SCSI is a very interesting beast. The following comments are very much my 
own opinion; as a company we are quite firmly committed to SCSI.

SCSI is an essentially low-performance peripheral interface. Its' main
advantage is ease of integration of new peripherals. This is not to be
denigrated as an advantage - for example, we got in a brand-new 125MB
embedded SCSI tape streamer from Archive, and all it took me to get it 
running was to unteach the driver some non-standard tricks it had been 
taught to talk to an Adaptec SCSI-to-QIC02 converter (really only one trick).
Took me the time to connect the cables to get it working tolerably
well, and a couple of hours with the driver to get it working really well.
And some customers of ours who knew essentially nothing about UNIX drivers
got a SCSI optical disk running pretty quickly (once we taught our
controller firmware to accept Group 1 commands - the original designer
had neglected that).

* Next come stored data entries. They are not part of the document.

//! Dashboard: the signed-in user's task list and counts.

use std::sync::Arc;

use tokio::sync::RwLock;
use tracing::{debug, info};

use crate::api::{ChatApi, TaskApi};
use crate::chat::Conversation;
use crate::error::ApiError;
use crate::navigation::{Navigator, Route};
use crate::session::{SessionState, SessionStore};
use crate::todos::{Task, TaskStatusFilter, TaskSummary};
use crate::tools::{DispatchReport, ToolEffect};

/// What the dashboard should render.
#[derive(Debug, Clone, PartialEq)]
pub enum DashboardView {
    /// Session not resolved yet.
    Loading,
    /// Nobody is signed in; the user was sent to the login route.
    RedirectToLogin,
    Ready {
        tasks: Vec<Task>,
        summary: TaskSummary,
    },
}

pub struct Dashboard {
    session: Arc<SessionStore>,
    tasks: Arc<dyn TaskApi>,
    chat: Arc<dyn ChatApi>,
    navigator: Arc<dyn Navigator>,
    cache: RwLock<Vec<Task>>,
}

impl Dashboard {
    pub fn new(
        session: Arc<SessionStore>,
        tasks: Arc<dyn TaskApi>,
        chat: Arc<dyn ChatApi>,
        navigator: Arc<dyn Navigator>,
    ) -> Self {
        Self {
            session,
            tasks,
            chat,
            navigator,
            cache: RwLock::new(Vec::new()),
        }
    }

    /// Resolve the view for the current session, fetching tasks when signed in.
    pub async fn load(&self, filter: TaskStatusFilter) -> Result<DashboardView, ApiError> {
        let user = match self.session.session() {
            SessionState::Loading => return Ok(DashboardView::Loading),
            SessionState::Anonymous => {
                info!("Dashboard requires a session; redirecting to login");
                self.navigator.navigate(Route::Login);
                return Ok(DashboardView::RedirectToLogin);
            }
            SessionState::Authenticated(user) => user,
        };

        let tasks = self.tasks.list_tasks(&user.id, filter).await?;
        debug!(user_id = %user.id, filter = filter.as_str(), count = tasks.len(), "Loaded tasks");
        *self.cache.write().await = tasks.clone();

        Ok(DashboardView::Ready {
            summary: TaskSummary::from_tasks(&tasks),
            tasks,
        })
    }

    /// Tasks from the last load, with confirmed tool effects applied.
    pub async fn tasks(&self) -> Vec<Task> {
        self.cache.read().await.clone()
    }

    pub async fn summary(&self) -> TaskSummary {
        TaskSummary::from_tasks(&self.cache.read().await)
    }

    /// Merge the effects the backend confirmed during a dispatch into the
    /// cached list. Reports for another user are ignored.
    pub async fn apply_report(&self, report: &DispatchReport) -> TaskSummary {
        let mut cache = self.cache.write().await;
        if self.session.user_id().as_deref() != Some(report.user_id.as_str()) {
            debug!(user_id = %report.user_id, "Ignoring dispatch report for another user");
            return TaskSummary::from_tasks(&cache);
        }

        for effect in report.effects() {
            match effect {
                ToolEffect::Created(task) => cache.push(task.clone()),
                ToolEffect::Updated(task) => {
                    match cache.iter_mut().find(|t| t.task_id == task.task_id) {
                        Some(existing) => *existing = task.clone(),
                        None => cache.push(task.clone()),
                    }
                }
                ToolEffect::Deleted { task_id } => cache.retain(|t| &t.task_id != task_id),
                ToolEffect::Skipped => {}
            }
        }
        TaskSummary::from_tasks(&cache)
    }

    /// Most recently updated conversations for the signed-in user. Empty when
    /// nobody is signed in.
    pub async fn recent_conversations(&self, limit: u32) -> Result<Vec<Conversation>, ApiError> {
        match self.session.user_id() {
            Some(user_id) => self.chat.list_conversations(&user_id, limit, 0).await,
            None => Ok(Vec::new()),
        }
    }
}
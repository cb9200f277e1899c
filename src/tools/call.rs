//! Tool calls emitted by the chat backend, normalized into one typed shape.
//!
//! The backend sends `{ name, arguments }`; older responses carry the same map
//! under `parameters`. Both are folded here so nothing downstream probes keys.

use serde::{Deserialize, Serialize};
use serde_json::{Map, Value};
use tracing::warn;

use crate::todos::{NewTask, TaskPriority, TaskStatus, TaskUpdate};

pub const ADD_TASK: &str = "add_task";
pub const UPDATE_TASK: &str = "update_task";
pub const COMPLETE_TASK: &str = "complete_task";
pub const DELETE_TASK: &str = "delete_task";

/// Title used when an `add_task` call arrives without one.
pub const DEFAULT_TASK_TITLE: &str = "New Task";

/// A tool call exactly as it appears on the wire.
#[derive(Debug, Clone, Default, PartialEq, Serialize, Deserialize)]
pub struct RawToolCall {
    pub name: String,
    #[serde(default, skip_serializing_if = "Option::is_none")]
    pub arguments: Option<Value>,
    #[serde(default, skip_serializing_if = "Option::is_none")]
    pub parameters: Option<Value>,
}

/// A normalized tool call.
#[derive(Debug, Clone, PartialEq)]
pub enum ToolCall {
    AddTask(NewTask),
    UpdateTask { task_id: String, changes: TaskUpdate },
    /// Partial update with `status` already forced to completed.
    CompleteTask { task_id: String, changes: TaskUpdate },
    DeleteTask { task_id: String },
    /// A tool this client does not act on. Skipped without error.
    Unrecognized { name: String },
    /// A known tool whose arguments could not be interpreted.
    Malformed { name: String, reason: String },
}

impl ToolCall {
    pub fn name(&self) -> &str {
        match self {
            Self::AddTask(_) => ADD_TASK,
            Self::UpdateTask { .. } => UPDATE_TASK,
            Self::CompleteTask { .. } => COMPLETE_TASK,
            Self::DeleteTask { .. } => DELETE_TASK,
            Self::Unrecognized { name } | Self::Malformed { name, .. } => name,
        }
    }

    /// Whether dispatching this call touches a task endpoint.
    pub fn is_mutation(&self) -> bool {
        matches!(
            self,
            Self::AddTask(_)
                | Self::UpdateTask { .. }
                | Self::CompleteTask { .. }
                | Self::DeleteTask { .. }
        )
    }
}

impl From<RawToolCall> for ToolCall {
    fn from(raw: RawToolCall) -> Self {
        let name = raw.name.trim().to_string();
        let known = matches!(
            name.as_str(),
            ADD_TASK | UPDATE_TASK | COMPLETE_TASK | DELETE_TASK
        );
        if !known {
            return Self::Unrecognized { name };
        }

        let parsed = argument_map(raw.arguments, raw.parameters).and_then(|args| {
            match name.as_str() {
                ADD_TASK => parse_add(args),
                UPDATE_TASK => parse_changes(args)
                    .map(|(task_id, changes)| Self::UpdateTask { task_id, changes }),
                COMPLETE_TASK => parse_changes(args).map(|(task_id, mut changes)| {
                    changes.status = Some(TaskStatus::Completed);
                    Self::CompleteTask { task_id, changes }
                }),
                _ => parse_changes(args).map(|(task_id, _)| Self::DeleteTask { task_id }),
            }
        });

        parsed.unwrap_or_else(|reason| Self::Malformed { name, reason })
    }
}

/// Pick `arguments`, else `parameters`, else an empty map. Stringified JSON
/// objects (as some model APIs emit) are decoded.
fn argument_map(arguments: Option<Value>, parameters: Option<Value>) -> Result<Map<String, Value>, String> {
    let value = arguments
        .filter(|v| !v.is_null())
        .or_else(|| parameters.filter(|v| !v.is_null()));

    match value {
        None => Ok(Map::new()),
        Some(Value::Object(map)) => Ok(map),
        Some(Value::String(s)) => match serde_json::from_str::<Value>(&s) {
            Ok(Value::Object(map)) => Ok(map),
            _ => Err("arguments string is not a JSON object".to_string()),
        },
        Some(other) => Err(format!("arguments must be an object, got {other}")),
    }
}

#[derive(Debug, Default, Deserialize)]
struct AddArgs {
    #[serde(default)]
    title: Option<String>,
    #[serde(default)]
    description: Option<String>,
    #[serde(default)]
    priority: Option<String>,
}

#[derive(Debug, Default, Deserialize)]
struct ChangeArgs {
    #[serde(default)]
    task_id: Option<Value>,
    #[serde(default)]
    title: Option<String>,
    #[serde(default)]
    description: Option<String>,
    #[serde(default)]
    priority: Option<String>,
    #[serde(default)]
    status: Option<TaskStatus>,
}

/// Read a priority case-insensitively. Unknown values are dropped with a
/// warning rather than failing the whole call.
fn lenient_priority(raw: Option<&str>) -> Option<TaskPriority> {
    let raw = raw?;
    match raw.parse::<TaskPriority>() {
        Ok(priority) => Some(priority),
        Err(e) => {
            warn!(priority = raw, error = %e, "Ignoring unknown task priority");
            None
        }
    }
}

fn parse_add(args: Map<String, Value>) -> Result<ToolCall, String> {
    let args: AddArgs = serde_json::from_value(Value::Object(args)).map_err(|e| e.to_string())?;
    let title = args
        .title
        .map(|t| t.trim().to_string())
        .filter(|t| !t.is_empty())
        .unwrap_or_else(|| DEFAULT_TASK_TITLE.to_string());
    Ok(ToolCall::AddTask(NewTask {
        title,
        description: args.description.unwrap_or_default(),
        priority: lenient_priority(args.priority.as_deref()).unwrap_or_default(),
    }))
}

fn parse_changes(args: Map<String, Value>) -> Result<(String, TaskUpdate), String> {
    let args: ChangeArgs =
        serde_json::from_value(Value::Object(args)).map_err(|e| e.to_string())?;

    let task_id = match args.task_id {
        Some(Value::String(s)) if !s.trim().is_empty() => s.trim().to_string(),
        Some(Value::Number(n)) => n.to_string(),
        Some(_) | None => return Err("missing task_id".to_string()),
    };

    if args.status == Some(TaskStatus::Unknown) {
        return Err("unsupported status value".to_string());
    }

    Ok((
        task_id,
        TaskUpdate {
            title: args.title,
            description: args.description,
            priority: lenient_priority(args.priority.as_deref()),
            status: args.status,
        },
    ))
}

#[cfg(test)]
mod tests {
    use super::*;
    use serde_json::json;

    fn raw(name: &str, arguments: Value) -> RawToolCall {
        RawToolCall {
            name: name.into(),
            arguments: Some(arguments),
            parameters: None,
        }
    }

    #[test]
    fn add_task_applies_defaults() {
        let call = ToolCall::from(raw("add_task", json!({"title": "Buy milk"})));
        assert_eq!(
            call,
            ToolCall::AddTask(NewTask {
                title: "Buy milk".into(),
                description: String::new(),
                priority: TaskPriority::Medium,
            })
        );
    }

    #[test]
    fn add_task_without_title_uses_placeholder() {
        let call = ToolCall::from(RawToolCall {
            name: "add_task".into(),
            ..Default::default()
        });
        match call {
            ToolCall::AddTask(task) => assert_eq!(task.title, "New Task"),
            other => panic!("Expected AddTask, got {other:?}"),
        }
    }

    #[test]
    fn legacy_parameters_used_when_arguments_absent() {
        let call = ToolCall::from(RawToolCall {
            name: "add_task".into(),
            arguments: None,
            parameters: Some(json!({"title": "Legacy", "priority": "high"})),
        });
        match call {
            ToolCall::AddTask(task) => {
                assert_eq!(task.title, "Legacy");
                assert_eq!(task.priority, TaskPriority::High);
            }
            other => panic!("Expected AddTask, got {other:?}"),
        }
    }

    #[test]
    fn arguments_take_precedence_over_parameters() {
        let call = ToolCall::from(RawToolCall {
            name: "delete_task".into(),
            arguments: Some(json!({"task_id": "A"})),
            parameters: Some(json!({"task_id": "B"})),
        });
        assert_eq!(call, ToolCall::DeleteTask { task_id: "A".into() });
    }

    #[test]
    fn stringified_arguments_are_decoded() {
        let call = ToolCall::from(raw("delete_task", json!("{\"task_id\": \"T7\"}")));
        assert_eq!(call, ToolCall::DeleteTask { task_id: "T7".into() });
    }

    #[test]
    fn complete_task_forces_completed_status() {
        let call = ToolCall::from(raw(
            "complete_task",
            json!({"task_id": "T1", "status": "pending", "title": "Renamed"}),
        ));
        match call {
            ToolCall::CompleteTask { task_id, changes } => {
                assert_eq!(task_id, "T1");
                assert_eq!(changes.status, Some(TaskStatus::Completed));
                assert_eq!(changes.title.as_deref(), Some("Renamed"));
            }
            other => panic!("Expected CompleteTask, got {other:?}"),
        }
    }

    #[test]
    fn update_task_keeps_only_supplied_fields() {
        let call = ToolCall::from(raw("update_task", json!({"task_id": "T1", "priority": "low"})));
        match call {
            ToolCall::UpdateTask { changes, .. } => {
                assert_eq!(changes.priority, Some(TaskPriority::Low));
                assert!(changes.title.is_none());
                assert!(changes.status.is_none());
            }
            other => panic!("Expected UpdateTask, got {other:?}"),
        }
    }

    #[test]
    fn numeric_task_id_accepted() {
        let call = ToolCall::from(raw("delete_task", json!({"task_id": 42})));
        assert_eq!(call, ToolCall::DeleteTask { task_id: "42".into() });
    }

    #[test]
    fn missing_task_id_is_malformed() {
        let call = ToolCall::from(raw("update_task", json!({"title": "x"})));
        assert!(matches!(call, ToolCall::Malformed { ref name, .. } if name == "update_task"));
        assert!(!call.is_mutation());
    }

    #[test]
    fn priority_is_case_insensitive() {
        let call = ToolCall::from(raw("add_task", json!({"title": "Buy milk", "priority": "High"})));
        assert_eq!(
            call,
            ToolCall::AddTask(NewTask {
                title: "Buy milk".into(),
                description: String::new(),
                priority: TaskPriority::High,
            })
        );
        assert!(call.is_mutation());

        let call = ToolCall::from(raw("update_task", json!({"task_id": "T1", "priority": "LOW"})));
        match call {
            ToolCall::UpdateTask { changes, .. } => {
                assert_eq!(changes.priority, Some(TaskPriority::Low))
            }
            other => panic!("Expected UpdateTask, got {other:?}"),
        }
    }

    #[test]
    fn unknown_priority_falls_back_instead_of_dropping_the_call() {
        let call = ToolCall::from(raw("add_task", json!({"title": "x", "priority": "urgent"})));
        assert!(matches!(call, ToolCall::AddTask(ref t) if t.priority == TaskPriority::Medium));

        let call = ToolCall::from(raw(
            "update_task",
            json!({"task_id": "T1", "title": "y", "priority": "urgent"}),
        ));
        match call {
            ToolCall::UpdateTask { changes, .. } => {
                assert_eq!(changes.title.as_deref(), Some("y"));
                assert_eq!(changes.priority, None);
            }
            other => panic!("Expected UpdateTask, got {other:?}"),
        }
    }

    #[test]
    fn unknown_status_is_malformed() {
        let call = ToolCall::from(raw("update_task", json!({"task_id": "T1", "status": "archived"})));
        assert!(matches!(call, ToolCall::Malformed { .. }));
    }

    #[test]
    fn unknown_name_is_unrecognized() {
        let call = ToolCall::from(raw("list_tasks", json!({"status": "all"})));
        assert_eq!(
            call,
            ToolCall::Unrecognized {
                name: "list_tasks".into()
            }
        );
        assert_eq!(call.name(), "list_tasks");
    }

    #[test]
    fn raw_call_ignores_result_field() {
        let raw: RawToolCall = serde_json::from_value(json!({
            "name": "add_task",
            "arguments": {"title": "Buy milk"},
            "result": {"success": true}
        }))
        .unwrap();
        assert_eq!(raw.name, "add_task");
    }
}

Most other stuff (disk drives) have been "just
plug it in".

You pay for this, however. First of all, it is considered a benefit that
the drive takes a block number and goes to the right place without your
having to decompose it into a track-head-sector triple. But if you think 
about it, you have just farmed out the work that your neato 16 or 25 or 
whatever MHz processor could have done, probably with hardware arithmetic, 
to a small dedicated processor on the drive which has nowhere near the 
arithmetic capabilities. Interesting tradeoff, eh?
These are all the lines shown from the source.